Senin Siang, Rupiah Melemah ke Posisi Rp 13.395/USD

shadow

Benzano – Laju nilai tukar rupiah yang ditransaksikan antarbank di Jakarta Senin (29/2) pagi  hingga siang, bergerak melemah sebesar 14 poin menjadi Rp 13.395 dibandingkan sebelumnya pada posisi Rp 13.381 per dolar AS.  Pertumbuhan produk domestik bruto di Amerika Serikat periode kuartal IV 2015 yang direvisi lebih baik dari ekspektasi menjadi 1% secara tahunan, naik dari perkiraan sebelumnya sebesar 0,7%, sehingga mendorong dolar AS bergerak menguat terhadap mayoritas mata uang utama dunia, termasuk rupiah.

Pelaku pasar uang di dalam negeri juga cenderung mengambil posisi menunggu, dan pelaku pasar sedang fokus pada data ekonomi Indonesia yakni inflasi Februari 2016 yang sedianya akan diumumkan pada awal Maret.  Diperkirakan inflasi naik ke 4,3-4,4% secara tahunan, sehingga mungkin akan mengurangi harapan pemangkasan suku bunga acuan Bank indonesia atau BI rate pada Maret 2016.
Penguatan dolar AS juga masih cenderung terbatas seiring dengan harga minyak mentah dunia yang stabil dengan kecendrungan menguat, menandakan pasar masih yakin dengan rencana pemangkasan produksi oleh anggota OPEC.
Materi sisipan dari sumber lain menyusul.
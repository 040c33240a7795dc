//! Minimal in-process relay server for integration tests: accepts one
//! WebSocket connection, replies to REQ with a canned set of EVENT frames
//! then EOSE, and to EVENT with a canned OK. No relay-side persistence or
//! filter matching — tests choose what each mock relay returns.
#![allow(dead_code)]

use futures_util::{SinkExt, StreamExt};
use serde_json::Value;
use tokio::net::TcpListener;
use tokio::task::JoinHandle;
use tokio_tungstenite::tungstenite::Message;

pub struct MockRelay {
    pub url: String,
    pub handle: JoinHandle<()>,
}

/// Starts a relay that answers any REQ with `events` (as raw JSON event
/// bodies) after `eose_delay`, then an EOSE, and keeps the socket open.
pub async fn start_mock_relay(events: Vec<Value>, eose_delay: std::time::Duration) -> MockRelay {
    let listener = TcpListener::bind("127.0.0.1:0").await.unwrap();
    let addr = listener.local_addr().unwrap();
    let url = format!("ws://{addr}");

    let handle = tokio::spawn(async move {
        let Ok((stream, _)) = listener.accept().await else { return };
        let Ok(mut ws) = tokio_tungstenite::accept_async(stream).await else { return };

        while let Some(Ok(msg)) = ws.next().await {
            let Message::Text(text) = msg else { continue };
            let Ok(frame): Result<Value, _> = serde_json::from_str(&text) else { continue };
            let Some(arr) = frame.as_array() else { continue };
            let Some(kind) = arr.first().and_then(Value::as_str) else { continue };

            match kind {
                "REQ" => {
                    let Some(sub_id) = arr.get(1).and_then(Value::as_str) else { continue };
                    tokio::time::sleep(eose_delay).await;
                    for event in &events {
                        let out = Value::Array(vec![
                            Value::String("EVENT".into()),
                            Value::String(sub_id.into()),
                            event.clone(),
                        ]);
                        if ws.send(Message::Text(out.to_string())).await.is_err() {
                            return;
                        }
                    }
                    let eose = Value::Array(vec![Value::String("EOSE".into()), Value::String(sub_id.into())]);
                    if ws.send(Message::Text(eose.to_string())).await.is_err() {
                        return;
                    }
                }
                "EVENT" => {
                    let Some(event) = arr.get(1) else { continue };
                    let Some(id) = event.get("id").and_then(Value::as_str) else { continue };
                    let ok = Value::Array(vec![
                        Value::String("OK".into()),
                        Value::String(id.into()),
                        Value::Bool(true),
                        Value::String(String::new()),
                    ]);
                    if ws.send(Message::Text(ok.to_string())).await.is_err() {
                        return;
                    }
                }
                "CLOSE" => {}
                _ => {}
            }
        }
    });

    MockRelay { url, handle }
}

/// A relay that accepts the connection and immediately closes it without
/// responding to anything — simulates an unreachable/broken upstream.
pub async fn start_dead_relay() -> MockRelay {
    let listener = TcpListener::bind("127.0.0.1:0").await.unwrap();
    let addr = listener.local_addr().unwrap();
    let url = format!("ws://{addr}");

    let handle = tokio::spawn(async move {
        if let Ok((stream, _)) = listener.accept().await {
            if let Ok(mut ws) = tokio_tungstenite::accept_async(stream).await {
                let _ = ws.close(None).await;
            }
        }
    });

    MockRelay { url, handle }
}

pub fn sample_event(id_byte: u8, created_at: i64, content: &str) -> Value {
    serde_json::json!({
        "id": hex::encode([id_byte; 32]),
        "pubkey": hex::encode([1u8; 32]),
        "sig": hex::encode([0u8; 64]),
        "kind": 1,
        "created_at": created_at,
        "content": content,
        "tags": [],
    })
}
Terpantau harga minyak mentah jenis WTI Crude pada Senin (29/2) pagi ini, berada pada level USD 33,01 per barel, naik 0,70%. Sedangkan harga minyak mentah jenis Brent Crude pada posisi USD 35,43 per barel, naik 0,94%.  Potensi rupiah kembali bergerak menguat cukup terbuka, menyusul paket-paket kebijakan ekonomi yang telah diluncurkan pemerintah akan segera terasa dampaknya.  Dalam waktu dekat ini, pelaku pasar diperkirakan kembali memegang aset berdenominasi rupiah.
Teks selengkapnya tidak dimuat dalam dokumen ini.